When using the onboard 3com network card, I kept getting "eth0: transmit timeout" errors in dmesg, and my network craps out.  I popped in a PCI version of the card, and it works perfectly.  I haven't tried the nvidia network card, but my friend did with this same board and got some other weird errors.

He was getting a lot of errors with the board when he first bought it - network errors, hard crashes all over the place, and then finally hard drive corruption - and so he RMA'd it.  The replacement had the same problem with the network cards (transmit timeouts) so he gave up nForce and bought a KT400 board instead.  I grabbed it, and aside from the network problem, haven't had any trouble.

That said, I'm not very impressed with this board - I can't overclock the FSB, for instance.  With my old EPoX 8K3A I used to be able to overclock to a 175 or more MHz FSB, with my memory set to CAS2.  With this one, with the exact same memory, I can't make the memory go any faster than about 138, CAS2.5.  Additionally, the board has a wretchedly horrible BIOS save bug, where about 1 time in 10, changing the front side bus and saving your BIOS settings will crash the BIOS and leave you with a fux0red BIOS.  The only way to fix it was to buy another nForce2 board, and perform a hot BIOS chip swap  :Twisted Evil:  (I had to buy a BIOS extractor), and reflash the BIOS in a different board (in this case, a ASUS A7N8X non-deluxe)  :Shocked: .  It had to be another nForce2 board - for some reason, it refused to flash on any other motherboard.

----------

## eziril

I'm having a bit of stability trouble, but mine seems to stem from the serial ata drives i'm using. gss-sources here.

----------

## shira

I seem to have solved the stability probs now with xfs-sources with acpi and preempt off

----------

## jiriki

i have also lockup problems with this board, using gaming-sources. I'll also try out to turn off preemptive kernel tonight and report if it's working. But what about ACPI? I still want my system to power down automatically if i "poweroff" - any other possibility to do this?

----------

## sweede

I have that board, an XP 2500 gig-o-ram and have no issues with any feature of the board (except SATA, gentoo-sources does not have driver for it)

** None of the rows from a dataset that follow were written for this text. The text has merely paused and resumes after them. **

//! Formant shifting by warping the cepstral envelope.
//!
//! The output magnitude of each bin is the pitch-shifted magnitude with its
//! own envelope divided out and the (warped) analysis envelope put back in.
//! With a formant ratio of 1.0 this keeps the original formants under a
//! pitch shift; with a pitch ratio of 1.0 it keeps the harmonics and moves
//! only the formants.

use crate::shift::envelope::{CepstralEnvelope, LN_LOG_FLOOR};

/// Largest per-bin envelope gain (or attenuation), in natural-log units.
/// About ±60 dB.
const MAX_ENVELOPE_GAIN_LN: f32 = 6.9;

/// Envelope-warping stage with fixed scratch buffers.
pub struct FormantShifter {
    envelope: CepstralEnvelope,
    analysis_envelope: Vec<f32>,
    shifted_envelope: Vec<f32>,
}

impl FormantShifter {
    /// Creates a formant stage for frames of `fft_size` points.
    pub fn new(fft_size: usize, envelope_order: usize) -> Self {
        let num_bins = fft_size / 2 + 1;
        Self {
            envelope: CepstralEnvelope::new(fft_size, envelope_order),
            analysis_envelope: vec![0.0; num_bins],
            shifted_envelope: vec![0.0; num_bins],
        }
    }

    /// Log envelope of the last analysed frame.
    #[inline]
    pub fn analysis_envelope(&self) -> &[f32] {
        &self.analysis_envelope
    }

    /// Combines the analysis envelope, warped by `formant_ratio`, with the
    /// fine structure of `shifted` and writes the result to `output`.
    ///
    /// `pitch_shifted` tells whether `shifted` differs from `analysis`; when
    /// it does not, the analysis envelope is reused instead of extracted
    /// twice. Bins where `shifted` is zero stay zero.
    pub fn process(
        &mut self,
        analysis: &[f32],
        shifted: &[f32],
        pitch_shifted: bool,
        formant_ratio: f32,
        output: &mut [f32],
    ) {
        let num_bins = self.analysis_envelope.len();
        self.envelope.extract_log(analysis, &mut self.analysis_envelope);
        let source_envelope = if pitch_shifted {
            self.envelope.extract_log(shifted, &mut self.shifted_envelope);
            &self.shifted_envelope
        } else {
            &self.analysis_envelope
        };

        for bin in 0..num_bins {
            let magnitude = shifted[bin];
            if magnitude <= 0.0 {
                output[bin] = 0.0;
                continue;
            }
            let target = warp_envelope(&self.analysis_envelope, bin, formant_ratio);
            let gain = (target - source_envelope[bin])
                .clamp(-MAX_ENVELOPE_GAIN_LN, MAX_ENVELOPE_GAIN_LN)
                .exp();
            output[bin] = magnitude * gain;
        }
    }
}

/// Reads `envelope` at `bin / ratio` with linear interpolation.
///
/// Positions past the last bin read as the log floor, so raising the
/// formants never invents energy above Nyquist.
#[inline]
pub fn warp_envelope(envelope: &[f32], bin: usize, ratio: f32) -> f32 {
    let last = envelope.len() - 1;
    let position = bin as f32 / ratio;
    let j = position.floor() as usize;
    let frac = position - j as f32;
    let left = if j <= last { envelope[j] } else { LN_LOG_FLOOR };
    let right = if j < last { envelope[j + 1] } else { LN_LOG_FLOOR };
    (1.0 - frac) * left + frac * right
}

i dont have acpi (linux has horrible support for it), i do have preempt.  i use gentoo-sources and use the supported audio driver (i810? or something) and nforce-net network driver.

dont use the 3com nic on the asus board, the nvidia nic is far better/faster. 

1) you can overclock the board to 250mhz before bios 1004, 233 mhz with bios 1004. you just have to make sure the settings are on user-defined. if you cannot overclock, i suggest you read the manual again as there is instructions on where/how to do this. I have safely overclocked to 200mhz @11.5 fsb 

2) your bios crashing issue? that can be easily fixed  if you have another (preferably duron) proc lying around (they're 20$ or so). just pop that in and it will reset the bios to default. another trick is to change the FSB jumper from 333/266 to 200mhz, power up the board, then power off and switch it back. I would also suggest you update to the latest BIOS revision as it seems to no longer have this problem.

If you have a revision 2.0 board,  http://www.asus.com.tw/support/download/selectftp.aspx?l1_id=1&l2_id=10&l3_id=23&m_id=1&f_name=an8d1004.zip

If you have a revision 1.03, 1.04, and 1.06 only. http://www.asus.com.tw/support/download/selectftp.aspx?l1_id=1&l2_id=10&l3_id=23&m_id=1&f_name=an8d1004.zip

----------

## taskara

I haven't had any hard lockups, but I am using vanilla sources.. nothing else seems to run properly for me...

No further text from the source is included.